Return the whole of the data exactly.

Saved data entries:
BEGIN
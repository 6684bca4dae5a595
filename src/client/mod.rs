//! Client side of the spool: submitting jobs and reading results.
//!
//! Clients never talk to the server. They share only the directory layout:
//! a job is submitted by placing `<id>.txt` in the input directory and its
//! result is read from `<id>.txt` in the output directory.

pub mod results;
pub mod submit;

use std::path::PathBuf;

use thiserror::Error;

use crate::scheduler::{JobIdError, SpoolError};

pub use results::{JobResult, Results};
pub use submit::{format_job_id, JobIdAllocator, Submitter};

/// Errors raised by [`Submitter`] and [`Results`].
#[derive(Debug, Error)]
pub enum ClientError {
    /// Job content must not be empty.
    #[error("Cannot create job with empty content")]
    EmptyContent,

    /// Every allocated id was already taken.
    #[error("Could not allocate a free job id after {0} attempts")]
    IdExhausted(usize),

    #[error("Invalid job id: {0}")]
    InvalidId(#[from] JobIdError),

    /// Reading or writing a client-side file failed.
    #[error("IO error on {}: {source}", .path.display())]
    Io {
        path: PathBuf,
        #[source]
        source: std::io::Error,
    },

    #[error(transparent)]
    Spool(#[from] SpoolError),
}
END
FINISHED TASK:
repository 6684bca4dae5a595
filename src/client/mod.rs
//! Client side of the spool: submitting jobs and reading results.
//!
//! Clients never talk to the server. They share only the directory layout:
//! a job is submitted by placing `<id>.txt` in the input directory and its
//! result is read from `<id>.txt` in the output directory.

pub mod results;
pub mod submit;

use std::path::PathBuf;

use thiserror::Error;

use crate::scheduler::{JobIdError, SpoolError};

pub use results::{JobResult, Results};
pub use submit::{format_job_id, JobIdAllocator, Submitter};

/// Errors raised by [`Submitter`] and [`Results`].
#[derive(Debug, Error)]
pub enum ClientError {
    /// Job content must not be empty.
    #[error("Cannot create job with empty content")]
    EmptyContent,

    /// Every allocated id was already taken.
    #[error("Could not allocate a free job id after {0} attempts")]
    IdExhausted(usize),

    #[error("Invalid job id: {0}")]
    InvalidId(#[from] JobIdError),

    /// Reading or writing a client-side file failed.
    #[error("IO error on {}: {source}", .path.display())]
    Io {
        path: PathBuf,
        #[source]
        source: std::io::Error,
    },

    #[error(transparent)]
    Spool(#[from] SpoolError),
}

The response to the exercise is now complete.